On Sunday, we watched the latest Tatort (Crime Scene) episode, but I didn’t like it much. It was one set in Berlin and somehow, I don’t like the police detective duo in the Berlin episodes. I don’t like their personalities and how they interact, so I’m not sure if I will watch another episode set in Berlin.

Yesterday, we watched an absolutely depressing documentary about the trade in apes, that is, chimpanzees, bonobos, gorillas. The population of those animals are declining very fast, because they are hunted for bush meat and to sell off the babies. They end up in terrible totally exploitative conditions and the states who are members of the Washington Convention (the Convention on International Trade in Endangered Species of Wild Fauna and Flora) don’t do anything. In fact, government officials are often bribed to turn a blind eye. I can understand why poor people might kill and sell endangered animals, but those government officials aren’t poor. They are just greedy. It’s very sad for all the people in all the countries that work to safeguard the apes but are not supported by their own leaders. If this illegal trade is allowed to continue, soon there won’t be any apes living in freedom in their traditional habitats.

To turn to a less depressing topic, I read a lot on the weekend:

  • Martha Wells, Fugitive Telemetry.
    This is the 6th novella in the Murderbot Diaries. I loved it. I read it once, quickly and then reread it straight away. Then I went on and reread the first of the series, All Systems Red, just because I was in the mood.
    I’ve also discovered that there’s a short story set in the Murderbot world that I haven’t read yet, but I’m keeping it for a treat for later.
  • Kazuo Ishiguro, Klara and the Sun.
    I got this one from my birthday (in March) from Partner. It’s great. Blew me away.
  • Laurie R. King, Locked Rooms.
    A reread, 7th in the Mary Russell and Sherlock Holmes series. Also very good.
  • The Iliad (translated by Caroline Alexander). I only started this one.
    I read the Iliad in German ages ago, either while I was still in high school or while I was at university and didn’t love it. I thought I’d give it another try. I want to read the Odyssey in the translation by Emily Wilson, but the Iliad is kind of the prequel and I didn’t want to read one without the other. Now I’m loving the Iliad (maybe the translation is better or maybe I’ve just changed as a reader in the 20+ years since I last read it). I plan to finish by the end of June. Later on this year, I want to read some of the retellings of ancient Greek myths by authors like Madeline Miller, Jenifer Saint, Natalie Haynes and Pat Barker.

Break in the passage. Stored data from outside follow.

//! Implements PUSH (narrow T1 and wide T2 encodings).

use super::{half, pair, Code, EncodeError, Ins, Registry, Scope};
use crate::registers::{Presence, RegisterListPattern};

pub fn register(registry: &mut Registry) {
    registry.def(
        &["PUSH"],
        vec![RegisterListPattern::low().lr(Presence::DontCare).into()],
        2,
        push_t1,
    );
    registry.def(
        &["PUSH.W", "PUSH"],
        vec![RegisterListPattern::wide().lr(Presence::DontCare).into()],
        4,
        push_t2,
    );
}

fn push_t1(ins: &Ins, _scope: &Scope) -> Result<Code, EncodeError> {
    let list = ins.reglist(0);
    Ok(half(
        0b1011010 << 9 | (list.has_lr() as u32) << 8 | list.bits_below(8) as u32,
    ))
}

/// T2 stores R0-R12 in the low mask and LR in the M bit.
fn push_t2(ins: &Ins, _scope: &Scope) -> Result<Code, EncodeError> {
    let list = ins.reglist(0);
    Ok(pair(
        0b1110100100101101,
        (list.has_lr() as u32) << 14 | list.bits_below(13) as u32,
    ))
}

#[cfg(test)]
mod tests {
    use crate::instructions::testing::assemble;

    #[test]
    fn test_push_t1() {
        assert_eq!(assemble("PUSH {R4, R5}"), hex::decode("30b4").unwrap());
        assert_eq!(assemble("PUSH {R4-R7, LR}"), hex::decode("f0b5").unwrap());
    }

    #[test]
    fn test_push_t2() {
        assert_eq!(assemble("PUSH {R4-R8, LR}"), hex::decode("2de9f041").unwrap());
        assert_eq!(assemble("PUSH.W {R0-R12}"), hex::decode("2de9ff1f").unwrap());
    }
}
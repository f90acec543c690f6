//! Implements ADR (form PC-relative address).

use super::{half, Code, EncodeError, Ins, Offset, Registry, Scope};
use crate::args::{label, lo};

pub fn register(registry: &mut Registry) {
    registry.def(&["ADR"], vec![lo().into(), label().into()], 2, adr);
}

fn adr(ins: &Ins, scope: &Scope) -> Result<Code, EncodeError> {
    let imm8 = ins.offset(
        ins.label(1),
        scope,
        Offset::bits(8).shift(2).positive().aligned(),
    )?;
    Ok(half(0b10100 << 11 | ins.reg(0) << 8 | imm8))
}

#[cfg(test)]
mod tests {
    use crate::instructions::testing::assemble_with;

    const ADDR: u32 = 0x08010000;

    #[test]
    fn test_adr() {
        assert_eq!(
            assemble_with("ADR R0, table", ADDR, &[("table", ADDR + 0x14)]),
            hex::decode("04a0").unwrap()
        );
        assert_eq!(
            assemble_with("ADR R5, table", ADDR + 2, &[("table", ADDR + 0x14)]),
            hex::decode("04a5").unwrap()
        );
    }
}
//! Implements the B and B{cond} branches (T1, T2 and the wide T3 encoding).

use super::{half, pair, Code, EncodeError, Ins, Offset, Registry, Scope};
use crate::args::label;
use crate::condition::Condition;

pub fn register(registry: &mut Registry) {
    registry.def(&["B"], vec![label().into()], 2, b_t2);
    for cond in Condition::ALL {
        let narrow = format!("B{}", cond.suffix());
        let wide = format!("{}.W", narrow);
        registry.def(&[narrow.as_str()], vec![label().into()], 2, bcond_t1);
        registry.def(&[wide.as_str()], vec![label().into()], 4, bcond_t3);
    }
}

/// Recovers the condition from the instance mnemonic; one encoder serves all 14 codes.
fn condition(ins: &Ins) -> u32 {
    let suffix = ins.opcode().trim_end_matches(".W").trim_start_matches('B');
    Condition::ALL
        .iter()
        .find(|c| c.suffix() == suffix)
        .map(|c| c.bits())
        .expect("mnemonic registered with a known condition suffix")
}

fn b_t2(ins: &Ins, scope: &Scope) -> Result<Code, EncodeError> {
    let imm11 = ins.offset(ins.label(0), scope, Offset::bits(11).shift(1))?;
    Ok(half(0b11100 << 11 | imm11))
}

fn bcond_t1(ins: &Ins, scope: &Scope) -> Result<Code, EncodeError> {
    let imm8 = ins.offset(ins.label(0), scope, Offset::bits(8).shift(1))?;
    Ok(half(0b1101 << 12 | condition(ins) << 8 | imm8))
}

/// T3 splits the offset over both halfwords; unlike the long jumps, `S`, `J2` and `J1` are
/// plain offset bits 20, 19 and 18 with no inversion.
fn bcond_t3(ins: &Ins, scope: &Scope) -> Result<Code, EncodeError> {
    let dest = ins.label(0);
    ins.offset(dest, scope, Offset::bits(18).shift(1))?;
    let s = ins.offset_slice(dest, scope, 1, 20)?;
    let j2 = ins.offset_slice(dest, scope, 1, 19)?;
    let j1 = ins.offset_slice(dest, scope, 1, 18)?;
    let imm6 = ins.offset_slice(dest, scope, 6, 12)?;
    let imm11 = ins.offset_slice(dest, scope, 11, 1)?;
    Ok(pair(
        0b11110 << 11 | s << 10 | condition(ins) << 6 | imm6,
        0b10 << 14 | j1 << 13 | j2 << 11 | imm11,
    ))
}

#[cfg(test)]
mod tests {
    use crate::instructions::testing::assemble_with;

    const ADDR: u32 = 0x08010000;

    #[test]
    fn test_b() {
        // Skip one 16-bit instruction: offset 2 from here, -2 from PC.
        assert_eq!(
            assemble_with("B skip", ADDR, &[("skip", ADDR + 4)]),
            hex::decode("00e0").unwrap()
        );
        assert_eq!(
            assemble_with("B here", ADDR, &[("here", ADDR)]),
            hex::decode("fee7").unwrap()
        );
    }

    #[test]
    fn test_bcond() {
        assert_eq!(
            assemble_with("BEQ here", ADDR, &[("here", ADDR)]),
            hex::decode("fed0").unwrap()
        );
        assert_eq!(
            assemble_with("BNE skip", ADDR, &[("skip", ADDR + 8)]),
            hex::decode("02d1").unwrap()
        );
    }

    #[test]
    fn test_bcond_wide_self() {
        assert_eq!(
            assemble_with("BNE.W here", ADDR, &[("here", ADDR)]),
            hex::decode("7ff4feaf").unwrap()
        );
    }

    #[test]
    fn test_bcond_wide_forward() {
        assert_eq!(
            assemble_with("BEQ.W next", ADDR, &[("next", ADDR + 4)]),
            hex::decode("00f00080").unwrap()
        );
    }
}
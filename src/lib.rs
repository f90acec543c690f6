//! Thumbpatch is a binary patcher for compiled ARM Cortex-M firmware images. A patch is written
//! as a text file which locates regions of the firmware by byte masks and replaces them with
//! small fragments of ARM Thumb assembly. The library parses such patch files, assembles the
//! Thumb-1 and Thumb-2 fragments, resolves labels across blocks and included files, and splices
//! the encoded bytes into a copy of the firmware.
//!
//! Check [patch::PatchSet] for the whole parse / bind / apply pipeline, or [parser] and
//! [instructions] to use the parser and the assembler on their own.

mod arith;
pub mod args;
pub mod block;
pub mod condition;
mod helpers;
pub mod instructions;
pub mod mask;
pub mod parser;
pub mod patch;
pub mod ranges;
pub mod registers;
//! Zero-size symbol pseudo-instructions: `global`/`proc` and `val`.
//!
//! Neither emits code. `global NAME` registers the current address under NAME in the enclosing
//! patch scope; `val NAME` registers the 4 original binary bytes found at the current position.
//! Both effects happen when the enclosing block binds, see [crate::block::Block].

use super::{Code, DefKind, EncodeError, Ins, ParamsSpec, Registry, Scope, SizeRule};
use crate::args::label;

pub fn register(registry: &mut Registry) {
    registry.def_special(
        &["global", "proc"],
        ParamsSpec::Exact(vec![label().into()]),
        SizeRule::Fixed(0),
        DefKind::GlobalLabel,
        no_code,
    );
    registry.def_special(
        &["val"],
        ParamsSpec::Exact(vec![label().into()]),
        SizeRule::Fixed(0),
        DefKind::Val,
        no_code,
    );
}

fn no_code(_ins: &Ins, _scope: &Scope) -> Result<Code, EncodeError> {
    Ok(Code::Bytes(Vec::new()))
}
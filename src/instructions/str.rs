//! Implements STR: SP-relative, immediate offset and wide (T3) forms.

use super::{half, pair, Code, EncodeError, Ins, Registry, Scope};
use crate::args::{alt, any_reg, list, lo, sp, ImmPattern};

pub fn register(registry: &mut Registry) {
    registry.def(
        &["STR"],
        vec![
            lo().into(),
            alt([
                list([sp().into(), ImmPattern::bits(10).positive().lsl(2).into()]),
                list([sp().into()]),
            ]),
        ],
        2,
        str_sp,
    );
    registry.def(
        &["STR"],
        vec![
            lo().into(),
            alt([
                list([lo().into(), ImmPattern::bits(7).positive().lsl(2).into()]),
                list([lo().into()]),
            ]),
        ],
        2,
        str_imm5,
    );
    registry.def(
        &["STR.W", "STR"],
        vec![
            any_reg().into(),
            alt([
                list([any_reg().into(), ImmPattern::bits(12).positive().into()]),
                list([any_reg().into()]),
            ]),
        ],
        4,
        str_w,
    );
}

fn str_sp(ins: &Ins, _scope: &Scope) -> Result<Code, EncodeError> {
    let imm = ins.list_imm_or_zero(1, 1) as u32;
    Ok(half(0b10010 << 11 | ins.reg(0) << 8 | imm >> 2))
}

fn str_imm5(ins: &Ins, _scope: &Scope) -> Result<Code, EncodeError> {
    let imm = ins.list_imm_or_zero(1, 1) as u32;
    Ok(half(
        0b01100 << 11 | (imm >> 2) << 6 | ins.list_reg(1, 0) << 3 | ins.reg(0),
    ))
}

fn str_w(ins: &Ins, _scope: &Scope) -> Result<Code, EncodeError> {
    Ok(pair(
        0b111110001100 << 4 | ins.list_reg(1, 0),
        ins.reg(0) << 12 | ins.list_imm_or_zero(1, 1) as u32,
    ))
}
//! Implements TST: narrow register form and the wide immediate (T2) encoding.

use super::{half, t2_imm, Code, EncodeError, Ins, Registry, Scope};
use crate::args::{any_reg, expandable, lo};

pub fn register(registry: &mut Registry) {
    registry.def(&["TST"], vec![lo().into(), lo().into()], 2, tst_reg);
    registry.def(
        &["TST", "TST.W"],
        vec![any_reg().into(), expandable().into()],
        4,
        tst_t2,
    );
}

fn tst_reg(ins: &Ins, _scope: &Scope) -> Result<Code, EncodeError> {
    Ok(half(0b0100001000 << 6 | ins.reg(1) << 3 | ins.reg(0)))
}

fn tst_t2(ins: &Ins, _scope: &Scope) -> Result<Code, EncodeError> {
    // TST is AND with the result discarded: opcode 0000, S set, Rd = 15.
    Ok(t2_imm(0b0000, true, ins.reg(0), 15, &ins.expanded(1)?))
}

#[cfg(test)]
mod tests {
    use crate::instructions::testing::assemble;

    #[test]
    fn test_tst_reg() {
        assert_eq!(assemble("TST R0, R1"), hex::decode("0842").unwrap());
    }

    #[test]
    fn test_tst_wide() {
        assert_eq!(assemble("TST R1, 0x100000"), hex::decode("11f4801f").unwrap());
        assert_eq!(assemble("TST R0, 4"), hex::decode("10f0040f").unwrap());
    }
}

I’ll provide a more detailed review of those books soon (I hope).

I also continued reading Arabian Nights, which I also want to finish in June, and I read some more German poetry. I had a great long reading weekend and managed to do the normal amount of housework and a bit of weeding in my small garden as well. I felt quite accomplished by Sunday night.

I’ve got another long weekend coming up because I’ve taken next Monday and Tuesday off. On Monday there’s Mum’s doctor’s appointment (just a check-up) in the afternoon. I want to use those two days for some gardening and other chores at our place in Bavaria, but I’m sure I’ll also get some reading in. I’m too lazy to work in the garden all day (and it looks like it will be too hot in the afternoons anyway). I should also get an appointment for Curious Dog to get his yearly vaccinations. There’s lots to do in Bavaria.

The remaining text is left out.